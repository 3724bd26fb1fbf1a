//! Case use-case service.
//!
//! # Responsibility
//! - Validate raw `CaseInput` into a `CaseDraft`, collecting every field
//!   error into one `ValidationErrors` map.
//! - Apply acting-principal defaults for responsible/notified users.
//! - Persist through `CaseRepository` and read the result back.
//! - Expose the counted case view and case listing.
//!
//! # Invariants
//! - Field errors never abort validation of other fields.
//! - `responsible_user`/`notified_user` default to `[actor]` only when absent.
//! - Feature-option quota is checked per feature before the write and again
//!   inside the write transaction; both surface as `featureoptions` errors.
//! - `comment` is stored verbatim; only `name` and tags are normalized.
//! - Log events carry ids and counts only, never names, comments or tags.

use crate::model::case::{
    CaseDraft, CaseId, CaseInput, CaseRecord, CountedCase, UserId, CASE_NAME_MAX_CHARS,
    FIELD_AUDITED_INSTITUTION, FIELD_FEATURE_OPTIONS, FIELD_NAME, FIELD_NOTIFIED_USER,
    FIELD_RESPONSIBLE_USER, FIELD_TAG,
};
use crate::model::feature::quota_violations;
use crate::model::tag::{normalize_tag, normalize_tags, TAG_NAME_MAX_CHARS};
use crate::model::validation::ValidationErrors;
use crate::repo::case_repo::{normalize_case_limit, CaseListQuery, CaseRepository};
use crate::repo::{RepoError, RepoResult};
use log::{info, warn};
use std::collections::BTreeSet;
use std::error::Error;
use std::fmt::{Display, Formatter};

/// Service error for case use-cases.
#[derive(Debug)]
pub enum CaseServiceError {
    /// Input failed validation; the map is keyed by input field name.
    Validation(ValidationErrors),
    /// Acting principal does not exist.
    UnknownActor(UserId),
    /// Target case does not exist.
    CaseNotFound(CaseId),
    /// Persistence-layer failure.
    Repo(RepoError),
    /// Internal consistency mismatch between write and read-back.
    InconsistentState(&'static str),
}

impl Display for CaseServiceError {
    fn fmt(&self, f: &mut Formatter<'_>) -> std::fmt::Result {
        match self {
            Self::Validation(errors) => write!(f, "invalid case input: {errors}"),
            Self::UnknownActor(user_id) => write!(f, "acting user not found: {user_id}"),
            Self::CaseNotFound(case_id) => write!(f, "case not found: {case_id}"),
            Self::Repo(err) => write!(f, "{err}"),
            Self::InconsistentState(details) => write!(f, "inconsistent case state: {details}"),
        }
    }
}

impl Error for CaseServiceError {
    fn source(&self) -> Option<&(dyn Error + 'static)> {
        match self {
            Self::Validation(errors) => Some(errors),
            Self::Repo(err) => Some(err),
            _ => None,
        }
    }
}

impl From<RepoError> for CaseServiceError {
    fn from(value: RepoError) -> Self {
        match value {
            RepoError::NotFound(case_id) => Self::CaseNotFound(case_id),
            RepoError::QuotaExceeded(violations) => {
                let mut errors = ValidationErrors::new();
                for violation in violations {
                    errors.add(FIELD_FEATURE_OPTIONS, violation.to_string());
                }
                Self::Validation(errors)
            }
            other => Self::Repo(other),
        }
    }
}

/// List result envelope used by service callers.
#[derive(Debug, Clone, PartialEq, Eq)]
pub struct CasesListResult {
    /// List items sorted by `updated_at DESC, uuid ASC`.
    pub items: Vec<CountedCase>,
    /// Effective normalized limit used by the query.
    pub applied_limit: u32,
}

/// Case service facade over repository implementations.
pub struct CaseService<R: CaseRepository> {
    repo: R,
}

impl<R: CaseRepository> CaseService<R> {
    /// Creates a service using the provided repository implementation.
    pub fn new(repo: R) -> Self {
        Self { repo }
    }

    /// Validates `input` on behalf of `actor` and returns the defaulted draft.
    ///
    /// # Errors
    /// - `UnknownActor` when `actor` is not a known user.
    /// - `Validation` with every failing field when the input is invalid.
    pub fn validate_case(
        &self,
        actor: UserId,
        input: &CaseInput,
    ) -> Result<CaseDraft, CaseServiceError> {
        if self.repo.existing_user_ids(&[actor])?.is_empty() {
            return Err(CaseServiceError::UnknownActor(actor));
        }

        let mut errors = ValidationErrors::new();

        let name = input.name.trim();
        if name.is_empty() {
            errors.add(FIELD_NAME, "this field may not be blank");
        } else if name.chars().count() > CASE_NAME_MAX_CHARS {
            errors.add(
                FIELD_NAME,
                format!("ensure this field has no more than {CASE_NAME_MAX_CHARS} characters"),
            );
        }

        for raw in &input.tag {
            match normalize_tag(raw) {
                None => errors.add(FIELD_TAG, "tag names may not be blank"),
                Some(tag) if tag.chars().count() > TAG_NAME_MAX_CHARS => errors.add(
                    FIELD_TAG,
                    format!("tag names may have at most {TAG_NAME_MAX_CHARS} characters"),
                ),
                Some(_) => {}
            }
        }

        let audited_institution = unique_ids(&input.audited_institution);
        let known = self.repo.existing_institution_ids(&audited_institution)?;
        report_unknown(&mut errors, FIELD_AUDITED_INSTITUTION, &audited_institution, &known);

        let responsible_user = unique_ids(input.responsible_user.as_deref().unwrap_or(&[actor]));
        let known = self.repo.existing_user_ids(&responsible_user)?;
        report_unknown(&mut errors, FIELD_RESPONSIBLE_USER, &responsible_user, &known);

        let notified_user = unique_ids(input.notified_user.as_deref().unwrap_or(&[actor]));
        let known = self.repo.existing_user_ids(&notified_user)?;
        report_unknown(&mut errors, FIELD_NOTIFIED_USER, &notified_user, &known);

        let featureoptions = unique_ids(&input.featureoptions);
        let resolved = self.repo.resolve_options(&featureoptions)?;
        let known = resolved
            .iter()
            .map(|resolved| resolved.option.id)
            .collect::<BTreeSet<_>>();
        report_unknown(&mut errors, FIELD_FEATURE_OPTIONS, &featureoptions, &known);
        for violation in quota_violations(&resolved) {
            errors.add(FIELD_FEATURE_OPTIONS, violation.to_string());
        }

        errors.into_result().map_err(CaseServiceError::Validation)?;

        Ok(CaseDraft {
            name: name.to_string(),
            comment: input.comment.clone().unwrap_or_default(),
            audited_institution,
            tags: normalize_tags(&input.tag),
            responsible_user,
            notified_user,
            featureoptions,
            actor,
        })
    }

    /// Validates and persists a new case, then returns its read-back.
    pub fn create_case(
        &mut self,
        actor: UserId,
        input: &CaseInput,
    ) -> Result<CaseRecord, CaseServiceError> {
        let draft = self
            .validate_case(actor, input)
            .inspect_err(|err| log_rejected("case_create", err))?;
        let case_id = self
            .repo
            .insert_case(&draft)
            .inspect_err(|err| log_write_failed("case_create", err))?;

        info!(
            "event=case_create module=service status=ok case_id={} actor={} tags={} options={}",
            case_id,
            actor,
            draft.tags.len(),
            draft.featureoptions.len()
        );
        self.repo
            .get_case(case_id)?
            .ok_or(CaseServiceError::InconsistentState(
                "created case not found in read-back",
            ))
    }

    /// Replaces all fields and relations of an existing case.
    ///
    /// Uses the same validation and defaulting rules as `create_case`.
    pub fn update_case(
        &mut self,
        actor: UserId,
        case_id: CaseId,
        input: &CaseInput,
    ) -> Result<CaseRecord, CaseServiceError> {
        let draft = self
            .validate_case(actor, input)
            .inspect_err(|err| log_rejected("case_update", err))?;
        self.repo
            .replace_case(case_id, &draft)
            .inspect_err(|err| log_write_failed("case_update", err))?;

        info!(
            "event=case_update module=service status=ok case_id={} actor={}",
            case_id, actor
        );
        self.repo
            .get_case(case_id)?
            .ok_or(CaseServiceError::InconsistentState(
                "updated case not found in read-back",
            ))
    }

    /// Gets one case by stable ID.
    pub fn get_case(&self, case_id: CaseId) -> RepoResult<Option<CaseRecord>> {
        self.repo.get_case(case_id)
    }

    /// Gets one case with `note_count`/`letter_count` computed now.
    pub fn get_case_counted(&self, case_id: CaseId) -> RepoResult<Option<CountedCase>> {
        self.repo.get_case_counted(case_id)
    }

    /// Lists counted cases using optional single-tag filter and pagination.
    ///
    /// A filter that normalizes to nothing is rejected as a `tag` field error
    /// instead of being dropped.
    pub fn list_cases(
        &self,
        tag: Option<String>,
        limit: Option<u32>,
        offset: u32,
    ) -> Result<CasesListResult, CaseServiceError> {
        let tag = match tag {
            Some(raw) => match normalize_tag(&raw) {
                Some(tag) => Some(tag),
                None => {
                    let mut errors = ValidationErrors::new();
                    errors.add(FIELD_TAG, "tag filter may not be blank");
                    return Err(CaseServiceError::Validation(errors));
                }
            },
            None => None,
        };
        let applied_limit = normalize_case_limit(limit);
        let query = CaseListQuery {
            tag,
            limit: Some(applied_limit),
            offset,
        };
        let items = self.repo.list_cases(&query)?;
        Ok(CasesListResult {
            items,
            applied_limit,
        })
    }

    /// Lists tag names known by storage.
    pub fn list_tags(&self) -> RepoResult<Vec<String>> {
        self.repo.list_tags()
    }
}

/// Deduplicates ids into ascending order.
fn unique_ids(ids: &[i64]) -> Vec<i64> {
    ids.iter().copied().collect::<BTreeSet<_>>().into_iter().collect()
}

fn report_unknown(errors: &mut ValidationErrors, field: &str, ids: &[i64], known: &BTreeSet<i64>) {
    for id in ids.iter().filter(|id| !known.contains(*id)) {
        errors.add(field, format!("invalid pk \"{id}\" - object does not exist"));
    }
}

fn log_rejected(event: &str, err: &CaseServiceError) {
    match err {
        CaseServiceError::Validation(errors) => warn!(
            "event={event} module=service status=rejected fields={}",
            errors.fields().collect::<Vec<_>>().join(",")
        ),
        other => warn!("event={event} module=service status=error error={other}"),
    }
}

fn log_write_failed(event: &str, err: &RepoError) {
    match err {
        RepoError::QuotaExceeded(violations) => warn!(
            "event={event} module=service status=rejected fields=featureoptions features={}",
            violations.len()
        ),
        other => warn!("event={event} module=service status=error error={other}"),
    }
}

==

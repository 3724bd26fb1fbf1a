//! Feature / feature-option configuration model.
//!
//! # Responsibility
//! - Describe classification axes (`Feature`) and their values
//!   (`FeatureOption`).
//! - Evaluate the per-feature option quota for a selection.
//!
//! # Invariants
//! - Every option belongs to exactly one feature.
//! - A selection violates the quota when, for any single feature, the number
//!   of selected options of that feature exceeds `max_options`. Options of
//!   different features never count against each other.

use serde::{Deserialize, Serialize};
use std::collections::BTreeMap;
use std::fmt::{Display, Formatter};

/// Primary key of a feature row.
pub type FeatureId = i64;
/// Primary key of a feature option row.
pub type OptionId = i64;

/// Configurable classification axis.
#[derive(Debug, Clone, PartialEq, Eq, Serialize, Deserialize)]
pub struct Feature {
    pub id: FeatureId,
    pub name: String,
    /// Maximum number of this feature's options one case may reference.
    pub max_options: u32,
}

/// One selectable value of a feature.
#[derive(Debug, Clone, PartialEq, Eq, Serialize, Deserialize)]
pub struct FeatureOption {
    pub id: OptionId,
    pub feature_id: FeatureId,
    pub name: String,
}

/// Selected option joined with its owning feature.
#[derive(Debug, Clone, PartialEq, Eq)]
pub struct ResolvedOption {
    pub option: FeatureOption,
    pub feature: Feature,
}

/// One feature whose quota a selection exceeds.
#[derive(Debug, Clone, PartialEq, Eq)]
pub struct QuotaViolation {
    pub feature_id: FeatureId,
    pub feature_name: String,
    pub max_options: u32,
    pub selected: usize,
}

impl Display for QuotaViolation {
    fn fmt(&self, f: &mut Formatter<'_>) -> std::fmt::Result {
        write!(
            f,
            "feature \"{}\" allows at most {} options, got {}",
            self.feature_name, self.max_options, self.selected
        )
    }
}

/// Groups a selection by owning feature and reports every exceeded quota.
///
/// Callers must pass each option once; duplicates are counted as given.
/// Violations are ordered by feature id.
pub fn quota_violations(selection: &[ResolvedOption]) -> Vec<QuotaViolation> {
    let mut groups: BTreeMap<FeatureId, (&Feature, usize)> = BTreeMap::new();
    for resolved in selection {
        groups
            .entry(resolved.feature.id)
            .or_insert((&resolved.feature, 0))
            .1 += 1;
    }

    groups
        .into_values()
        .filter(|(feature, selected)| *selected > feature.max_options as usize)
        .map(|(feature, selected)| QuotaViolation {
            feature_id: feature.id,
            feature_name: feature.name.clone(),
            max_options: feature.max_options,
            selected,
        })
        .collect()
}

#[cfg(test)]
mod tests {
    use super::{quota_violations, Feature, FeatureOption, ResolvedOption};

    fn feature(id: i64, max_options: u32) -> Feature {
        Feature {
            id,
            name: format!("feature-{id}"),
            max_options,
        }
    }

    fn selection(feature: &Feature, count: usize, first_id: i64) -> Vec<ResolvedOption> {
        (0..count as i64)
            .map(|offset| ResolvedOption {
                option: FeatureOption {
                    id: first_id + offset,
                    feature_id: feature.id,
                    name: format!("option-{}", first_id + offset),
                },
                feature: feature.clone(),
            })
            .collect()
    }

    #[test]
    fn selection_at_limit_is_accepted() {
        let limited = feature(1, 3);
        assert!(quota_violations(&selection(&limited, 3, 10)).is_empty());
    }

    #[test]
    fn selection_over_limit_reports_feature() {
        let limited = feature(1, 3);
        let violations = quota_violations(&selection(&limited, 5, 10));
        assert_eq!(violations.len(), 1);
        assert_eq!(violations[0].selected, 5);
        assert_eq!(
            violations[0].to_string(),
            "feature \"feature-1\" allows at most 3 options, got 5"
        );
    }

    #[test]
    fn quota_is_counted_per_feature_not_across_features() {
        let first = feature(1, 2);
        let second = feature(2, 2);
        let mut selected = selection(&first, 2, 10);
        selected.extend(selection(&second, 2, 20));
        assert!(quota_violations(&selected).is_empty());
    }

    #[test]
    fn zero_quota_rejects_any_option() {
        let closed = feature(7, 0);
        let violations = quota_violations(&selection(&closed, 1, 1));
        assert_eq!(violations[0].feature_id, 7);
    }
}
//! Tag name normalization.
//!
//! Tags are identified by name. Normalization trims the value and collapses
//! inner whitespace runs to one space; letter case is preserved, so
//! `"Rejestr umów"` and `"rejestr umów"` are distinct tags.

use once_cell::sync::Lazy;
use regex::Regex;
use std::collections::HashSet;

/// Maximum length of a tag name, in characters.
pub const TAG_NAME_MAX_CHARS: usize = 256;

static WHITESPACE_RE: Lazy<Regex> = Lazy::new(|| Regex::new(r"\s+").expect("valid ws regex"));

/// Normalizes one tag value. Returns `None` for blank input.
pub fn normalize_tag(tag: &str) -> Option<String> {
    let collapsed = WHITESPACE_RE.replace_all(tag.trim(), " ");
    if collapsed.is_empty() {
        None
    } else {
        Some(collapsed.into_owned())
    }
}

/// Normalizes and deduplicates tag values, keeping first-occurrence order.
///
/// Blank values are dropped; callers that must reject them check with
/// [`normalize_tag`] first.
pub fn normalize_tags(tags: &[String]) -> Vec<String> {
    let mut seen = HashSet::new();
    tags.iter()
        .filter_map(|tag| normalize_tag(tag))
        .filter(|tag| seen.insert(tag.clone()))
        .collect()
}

* * *

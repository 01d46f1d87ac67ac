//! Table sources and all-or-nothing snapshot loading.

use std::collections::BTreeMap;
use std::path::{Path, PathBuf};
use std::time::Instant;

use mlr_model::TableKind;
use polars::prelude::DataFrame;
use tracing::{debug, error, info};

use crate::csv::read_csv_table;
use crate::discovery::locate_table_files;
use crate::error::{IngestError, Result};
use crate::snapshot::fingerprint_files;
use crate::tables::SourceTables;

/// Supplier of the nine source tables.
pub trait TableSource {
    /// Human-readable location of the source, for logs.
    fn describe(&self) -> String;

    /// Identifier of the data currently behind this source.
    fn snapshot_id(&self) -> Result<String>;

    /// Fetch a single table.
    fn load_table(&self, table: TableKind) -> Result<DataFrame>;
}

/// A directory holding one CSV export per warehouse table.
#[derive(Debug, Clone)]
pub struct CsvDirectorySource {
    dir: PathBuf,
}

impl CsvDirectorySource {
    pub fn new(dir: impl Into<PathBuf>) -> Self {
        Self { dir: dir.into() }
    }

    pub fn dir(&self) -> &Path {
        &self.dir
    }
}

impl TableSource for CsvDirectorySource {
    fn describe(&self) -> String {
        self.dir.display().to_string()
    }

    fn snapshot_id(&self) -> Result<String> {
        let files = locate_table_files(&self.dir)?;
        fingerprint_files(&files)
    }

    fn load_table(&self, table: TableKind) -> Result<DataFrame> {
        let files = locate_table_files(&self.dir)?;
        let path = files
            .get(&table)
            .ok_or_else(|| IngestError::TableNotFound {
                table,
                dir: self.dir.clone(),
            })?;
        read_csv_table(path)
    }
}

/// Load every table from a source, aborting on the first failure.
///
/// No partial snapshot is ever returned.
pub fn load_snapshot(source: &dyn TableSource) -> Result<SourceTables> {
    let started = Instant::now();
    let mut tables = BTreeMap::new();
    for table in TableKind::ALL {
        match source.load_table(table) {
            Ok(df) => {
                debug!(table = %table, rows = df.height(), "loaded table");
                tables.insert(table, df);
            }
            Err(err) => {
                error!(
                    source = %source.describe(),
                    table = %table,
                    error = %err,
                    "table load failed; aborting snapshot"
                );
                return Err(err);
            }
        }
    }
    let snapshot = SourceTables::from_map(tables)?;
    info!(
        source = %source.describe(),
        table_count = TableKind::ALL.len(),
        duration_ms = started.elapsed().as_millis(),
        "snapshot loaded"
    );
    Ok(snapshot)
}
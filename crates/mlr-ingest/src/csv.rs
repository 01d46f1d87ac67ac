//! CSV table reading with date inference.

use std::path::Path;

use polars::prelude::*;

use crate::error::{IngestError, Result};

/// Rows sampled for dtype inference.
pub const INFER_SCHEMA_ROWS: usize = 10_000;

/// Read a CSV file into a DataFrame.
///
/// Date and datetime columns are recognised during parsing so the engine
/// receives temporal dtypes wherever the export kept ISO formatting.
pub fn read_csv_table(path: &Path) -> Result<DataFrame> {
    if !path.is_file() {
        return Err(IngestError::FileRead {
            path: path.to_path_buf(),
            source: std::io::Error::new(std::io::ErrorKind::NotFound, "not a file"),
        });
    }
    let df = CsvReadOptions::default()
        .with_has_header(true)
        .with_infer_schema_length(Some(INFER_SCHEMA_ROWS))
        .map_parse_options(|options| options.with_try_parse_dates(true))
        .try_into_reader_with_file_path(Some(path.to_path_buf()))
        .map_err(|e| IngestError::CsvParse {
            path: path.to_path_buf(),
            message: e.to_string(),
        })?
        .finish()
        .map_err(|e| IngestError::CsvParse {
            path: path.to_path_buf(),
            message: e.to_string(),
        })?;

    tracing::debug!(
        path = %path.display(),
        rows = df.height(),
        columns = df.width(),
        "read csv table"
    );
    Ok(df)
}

## WORK REQUEST
Using the entries above, repeat only the lines from the one containing "let violations = quota_violations(&selection(&closed, 1, 1));" through the one containing "tags.iter()", end lines included.

## REPLY TO THE EXERCISE
        let violations = quota_violations(&selection(&closed, 1, 1));
        assert_eq!(violations[0].feature_id, 7);
    }
}
//! Tag name normalization.
//!
//! Tags are identified by name. Normalization trims the value and collapses
//! inner whitespace runs to one space; letter case is preserved, so
//! `"Rejestr umów"` and `"rejestr umów"` are distinct tags.

use once_cell::sync::Lazy;
use regex::Regex;
use std::collections::HashSet;

/// Maximum length of a tag name, in characters.
pub const TAG_NAME_MAX_CHARS: usize = 256;

static WHITESPACE_RE: Lazy<Regex> = Lazy::new(|| Regex::new(r"\s+").expect("valid ws regex"));

/// Normalizes one tag value. Returns `None` for blank input.
pub fn normalize_tag(tag: &str) -> Option<String> {
    let collapsed = WHITESPACE_RE.replace_all(tag.trim(), " ");
    if collapsed.is_empty() {
        None
    } else {
        Some(collapsed.into_owned())
    }
}

/// Normalizes and deduplicates tag values, keeping first-occurrence order.
///
/// Blank values are dropped; callers that must reject them check with
/// [`normalize_tag`] first.
pub fn normalize_tags(tags: &[String]) -> Vec<String> {
    let mut seen = HashSet::new();
    tags.iter()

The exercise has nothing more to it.